Ant, With your DX and flare, this is a really tough time. But please know that it does both mentally and physically get better….all of it will but it will take time. It is unfortunate that each person is different and the time line isnt exact but varied and unpredictable.

My dx was in 2009, although I have had MS since the early 1990s. For those first 3 years at DX I really struggled with ongoing symptoms and flares, working in a job outside the home and managing two young children. Now I seem to hardly remember those days, but I know some were quite long. If I had to do that again now, I am not sure that I could….I just didn’t think about it, I just did it in sort of a survival mode I think. Crazy!!

Then I went through a period where I did have some symptoms but they didn’t impact my life so significantly and I was able to push them aside and just live. I would say that that has been the past 5 years…I am so very grateful for that time period where MS didn’t consume all aspects my life.

Of course, this past month I got hit with a flare that was probably the biggest since I was diagnosed resulting in IVSM and prednisone, which I have never experienced before. Well, my positive “can do” attitude just got an huge adjustment. I felt kicked to the curb. So much for feeling like the strong positive woman I pretend to be. Now I feel like I have regressed going back to that familiar place of anxiety and fear.

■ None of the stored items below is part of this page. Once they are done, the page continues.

#![allow(dead_code)]

use akino_sql::ast::{Delete, Insert, Select, Update};
use akino_sql::{Command, ParseError, Parser};

pub fn parse(sql: &str) -> Command {
    Parser::new(sql)
        .parse_command()
        .unwrap_or_else(|e| panic!("failed to parse: {sql}\nerror: {e}"))
}

pub fn parse_err(sql: &str) -> ParseError {
    Parser::new(sql)
        .parse_command()
        .expect_err(&format!("expected parse error for: {sql}"))
}

pub fn parse_select(sql: &str) -> Select {
    match parse(sql) {
        Command::Select(s) => s,
        other => panic!("expected SELECT, got {other:?}"),
    }
}

pub fn parse_insert(sql: &str) -> Insert {
    match parse(sql) {
        Command::Insert(i) => i,
        other => panic!("expected INSERT, got {other:?}"),
    }
}

pub fn parse_update(sql: &str) -> Update {
    match parse(sql) {
        Command::Update(u) => u,
        other => panic!("expected UPDATE, got {other:?}"),
    }
}

pub fn parse_delete(sql: &str) -> Delete {
    match parse(sql) {
        Command::Delete(d) => d,
        other => panic!("expected DELETE, got {other:?}"),
    }
}

/// Parsing the same source twice must produce byte-identical JSON.
pub fn assert_deterministic_json(sql: &str) {
    let first = serde_json::to_string(&parse(sql)).unwrap();
    let second = serde_json::to_string(&parse(sql)).unwrap();
    assert_eq!(first, second, "JSON output for {sql:?} was not stable across parses");
}
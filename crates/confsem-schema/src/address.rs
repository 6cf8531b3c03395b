//! # Address Schemas
//!
//! Templates describing how a block or attribute becomes a reference target.
//! A block `resource "aws_instance" "web" {}` with steps
//! `[label 0, label 1]` is addressable as `aws_instance.web`; a variable
//! block with steps `[static "var", label 0]` as `var.<name>`.

use serde::{Deserialize, Serialize};

use confsem_core::{AddrStep, Address, Block, ScopeId};

/// One step of an address template.
#[derive(Debug, Clone, PartialEq, Eq, Serialize, Deserialize)]
#[serde(tag = "kind", rename_all = "snake_case")]
pub enum AddrStepSchema {
    /// A fixed name.
    Static {
        /// The name.
        name: String,
    },
    /// The value of the block label at `index`.
    Label {
        /// Zero-based label index.
        index: usize,
    },
    /// The string value of a literal attribute in the block body.
    AttrValue {
        /// Attribute name.
        name: String,
    },
    /// The attribute's own name.
    AttrName,
}

fn push_step(steps: &mut Vec<AddrStep>, name: String) {
    if steps.is_empty() {
        steps.push(AddrStep::Root(name));
    } else {
        steps.push(AddrStep::Attr(name));
    }
}

/// How a block is addressable.
#[derive(Debug, Clone, Default, PartialEq, Eq, Serialize, Deserialize)]
#[serde(default)]
pub struct BlockAddrSchema {
    /// Address template.
    pub steps: Vec<AddrStepSchema>,
    /// Name shown in hover.
    #[serde(skip_serializing_if = "Option::is_none")]
    pub friendly_name: Option<String>,
    /// Scope of the produced target.
    pub scope_id: ScopeId,
    /// Produce a type-unaware target usable as a bare reference.
    pub as_reference: bool,
    /// Produce a typed object target whose attributes mirror the body.
    pub as_type_of_body: bool,
}

impl BlockAddrSchema {
    /// Instantiate the template for `block`.
    ///
    /// Returns `None` if a referenced label or attribute value is missing,
    /// or the template is empty or uses `AttrName`.
    pub fn address_for(&self, block: &Block) -> Option<Address> {
        let mut steps = Vec::with_capacity(self.steps.len());
        for step in &self.steps {
            let name = match step {
                AddrStepSchema::Static { name } => name.clone(),
                AddrStepSchema::Label { index } => block.labels.get(*index)?.clone(),
                AddrStepSchema::AttrValue { name } => block
                    .body
                    .attribute(name)?
                    .expr
                    .as_literal()?
                    .as_str()?
                    .to_string(),
                AddrStepSchema::AttrName => return None,
            };
            push_step(&mut steps, name);
        }
        if steps.is_empty() {
            return None;
        }
        Some(Address::new(steps))
    }
}

/// How an attribute is addressable.
#[derive(Debug, Clone, Default, PartialEq, Eq, Serialize, Deserialize)]
#[serde(default)]
pub struct AttributeAddrSchema {
    /// Address template; only `Static` and `AttrName` steps apply.
    pub steps: Vec<AddrStepSchema>,
    /// Name shown in hover.
    #[serde(skip_serializing_if = "Option::is_none")]
    pub friendly_name: Option<String>,
    /// Scope of the produced target.
    pub scope_id: ScopeId,
    /// Produce a type-unaware target usable as a bare reference.
    pub as_reference: bool,
    /// Produce a target typed by the attribute's constraint.
    pub as_expr_type: bool,
}

impl AttributeAddrSchema {
    /// Instantiate the template for an attribute named `attr_name`.
    pub fn address_for(&self, attr_name: &str) -> Option<Address> {
        let mut steps = Vec::with_capacity(self.steps.len());
        for step in &self.steps {
            let name = match step {
                AddrStepSchema::Static { name } => name.clone(),
                AddrStepSchema::AttrName => attr_name.to_string(),
                AddrStepSchema::Label { .. } | AddrStepSchema::AttrValue { .. } => return None,
            };
            push_step(&mut steps, name);
        }
        if steps.is_empty() {
            return None;
        }
        Some(Address::new(steps))
    }
}
//! # Block Schema
//!
//! A block schema owns its static body plus a map of dependent body
//! fragments keyed by [`SchemaKey`]. Descriptors spell the map as a list of
//! `{keys, body}` entries; the keys are canonicalized on load.
//!
//! ```yaml
//! labels:
//!   - { name: type, is_dep_key: true }
//!   - { name: name }
//! body:
//!   attributes:
//!     alias: { constraint: { kind: literal_type, of_type: string } }
//! dependent_body:
//!   - keys: { labels: [{ index: 0, value: theircloud }] }
//!     body:
//!       attributes:
//!         bar: { constraint: { kind: literal_type, of_type: number } }
//! ```

use std::collections::BTreeMap;
use std::sync::Arc;

use serde::{Deserialize, Serialize};

use confsem_core::Block;

use crate::address::BlockAddrSchema;
use crate::attribute::LabelSchema;
use crate::body::BodySchema;
use crate::dependency::{DependencyKeys, SchemaKey};
use crate::error::SchemaResult;
use crate::resolve::{resolve_body_schema, LookupResult};

/// Dependent body fragments by canonical key.
pub type DependentBodies = BTreeMap<SchemaKey, Arc<BodySchema>>;

/// Schema of a block type.
#[derive(Debug, Clone, Default, PartialEq, Serialize, Deserialize)]
#[serde(default)]
pub struct BlockSchema {
    /// Label schemas in order.
    #[serde(skip_serializing_if = "Vec::is_empty")]
    pub labels: Vec<LabelSchema>,
    /// How the block is addressable.
    #[serde(skip_serializing_if = "Option::is_none")]
    pub address: Option<BlockAddrSchema>,
    /// Static body schema.
    #[serde(skip_serializing_if = "Option::is_none")]
    pub body: Option<Arc<BodySchema>>,
    /// Body fragments selected by label or attribute values.
    #[serde(with = "dependent_entries", skip_serializing_if = "BTreeMap::is_empty")]
    pub dependent_body: DependentBodies,
    /// Documentation.
    #[serde(skip_serializing_if = "Option::is_none")]
    pub description: Option<String>,
    /// The block type is deprecated.
    pub is_deprecated: bool,
    /// Minimum number of blocks of this type.
    pub min_items: u64,
    /// Maximum number of blocks of this type.
    #[serde(skip_serializing_if = "Option::is_none")]
    pub max_items: Option<u64>,
}

impl BlockSchema {
    /// A block schema with the given static body.
    pub fn with_body(body: BodySchema) -> Self {
        Self {
            body: Some(Arc::new(body)),
            ..Default::default()
        }
    }

    /// Builder: add a dependent body fragment under `keys`.
    ///
    /// # Errors
    ///
    /// Fails if `keys` cannot be canonicalized.
    pub fn with_dependent_body(mut self, keys: &DependencyKeys, body: BodySchema) -> SchemaResult<Self> {
        self.dependent_body.insert(SchemaKey::new(keys)?, Arc::new(body));
        Ok(self)
    }

    /// Number of labels flagged as dependency keys.
    pub fn dependency_key_label_count(&self) -> usize {
        self.labels.iter().filter(|l| l.is_dep_key).count()
    }

    /// Resolve the effective body schema for `block`.
    ///
    /// See [`resolve_body_schema`].
    pub fn resolve_body(&self, block: &Block) -> (Option<Arc<BodySchema>>, LookupResult) {
        resolve_body_schema(block, self)
    }
}

mod dependent_entries {
    use std::sync::Arc;

    use serde::de::Error as _;
    use serde::ser::Error as _;
    use serde::{Deserialize, Deserializer, Serialize, Serializer};

    use super::{BodySchema, DependencyKeys, DependentBodies, SchemaKey};

    #[derive(Serialize)]
    struct EntryRef<'a> {
        keys: DependencyKeys,
        body: &'a BodySchema,
    }

    #[derive(Deserialize)]
    struct Entry {
        keys: DependencyKeys,
        body: BodySchema,
    }

    pub fn serialize<S: Serializer>(map: &DependentBodies, serializer: S) -> Result<S::Ok, S::Error> {
        let mut entries = Vec::with_capacity(map.len());
        for (key, body) in map {
            let keys = key.dependency_keys().map_err(S::Error::custom)?;
            entries.push(EntryRef { keys, body });
        }
        entries.serialize(serializer)
    }

    pub fn deserialize<'de, D: Deserializer<'de>>(deserializer: D) -> Result<DependentBodies, D::Error> {
        let entries = Vec::<Entry>::deserialize(deserializer)?;
        let mut map = DependentBodies::new();
        for entry in entries {
            let key = SchemaKey::new(&entry.keys).map_err(D::Error::custom)?;
            map.insert(key, Arc::new(entry.body));
        }
        Ok(map)
    }
}

#[cfg(test)]
mod tests {
    use super::*;

    const DESCRIPTOR: &str = r#"
labels:
  - { name: type, is_dep_key: true }
  - { name: name }
body:
  attributes:
    alias: { constraint: { kind: literal_type, of_type: string } }
dependent_body:
  - keys: { labels: [{ index: 0, value: theircloud }] }
    body:
      attributes:
        bar: { constraint: { kind: literal_type, of_type: number } }
"#;

    #[test]
    fn dependent_body_loads_with_canonical_keys() {
        let schema: BlockSchema = serde_yaml::from_str(DESCRIPTOR).unwrap();
        assert_eq!(schema.dependency_key_label_count(), 1);
        let key = SchemaKey::new(&DependencyKeys::new().label(0, "theircloud")).unwrap();
        let body = schema.dependent_body.get(&key).expect("fragment keyed canonically");
        assert!(body.attributes.contains_key("bar"));
    }

    #[test]
    fn dependent_body_serializes_as_entries() {
        let schema: BlockSchema = serde_yaml::from_str(DESCRIPTOR).unwrap();
        let json = serde_json::to_value(&schema).unwrap();
        let entries = json["dependent_body"].as_array().unwrap();
        assert_eq!(entries.len(), 1);
        assert_eq!(entries[0]["keys"]["labels"][0]["value"], "theircloud");

        let back: BlockSchema = serde_json::from_value(json).unwrap();
        assert_eq!(back, schema);
    }

    #[test]
    fn address_keys_with_brackets_survive_serialization() {
        let address = r#"lookup["eu]west"]"#.parse().unwrap();
        let schema = BlockSchema::with_body(BodySchema::default())
            .with_dependent_body(
                &DependencyKeys::new().attribute_address("region", address),
                BodySchema::default(),
            )
            .unwrap();
        let json = serde_json::to_value(&schema).unwrap();
        assert_eq!(
            json["dependent_body"][0]["keys"]["attributes"][0]["expr"]["address"],
            r#"lookup["eu]west"]"#
        );
        let back: BlockSchema = serde_json::from_value(json).unwrap();
        assert_eq!(back, schema);
    }
}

Please know that while I share this with all of you, people on the outside, at work or kids school, see the “smiling me” that minimizes my leg, walking and weakness issues, as I truck around with my cane in tow as if nothing was unsual and there really wasn’t a cane there or walking issues at all. LOL!

During these past 3 weeks, I have had some pretty good pity parties in the middle of the night when I am unable to sleep. I don’t think my daughters really remember me being this bad, so this recent flare has caused them some concern too. They are teens focused on school and their lives and trying to figure out what is going on with Mom. They have grown into strong and compassionate girls…and I am sure my MS issues over the years have given them that gift.

That all said and for the most part I still am positive and hopeful….for me and for all of us. We can each only take each day we are given and do the best we can. I take heart that each of you here on the Board are doing the same…staying the course during goods times and bad.

I am feeling so grateful for this network of MSers lifting each other up during times of darkness. Thank you for helping me to not feel so alone over the past couple of weeks. I hope that my story will help someone else know and believe that the dark times do and will get better. Hugs to you all!!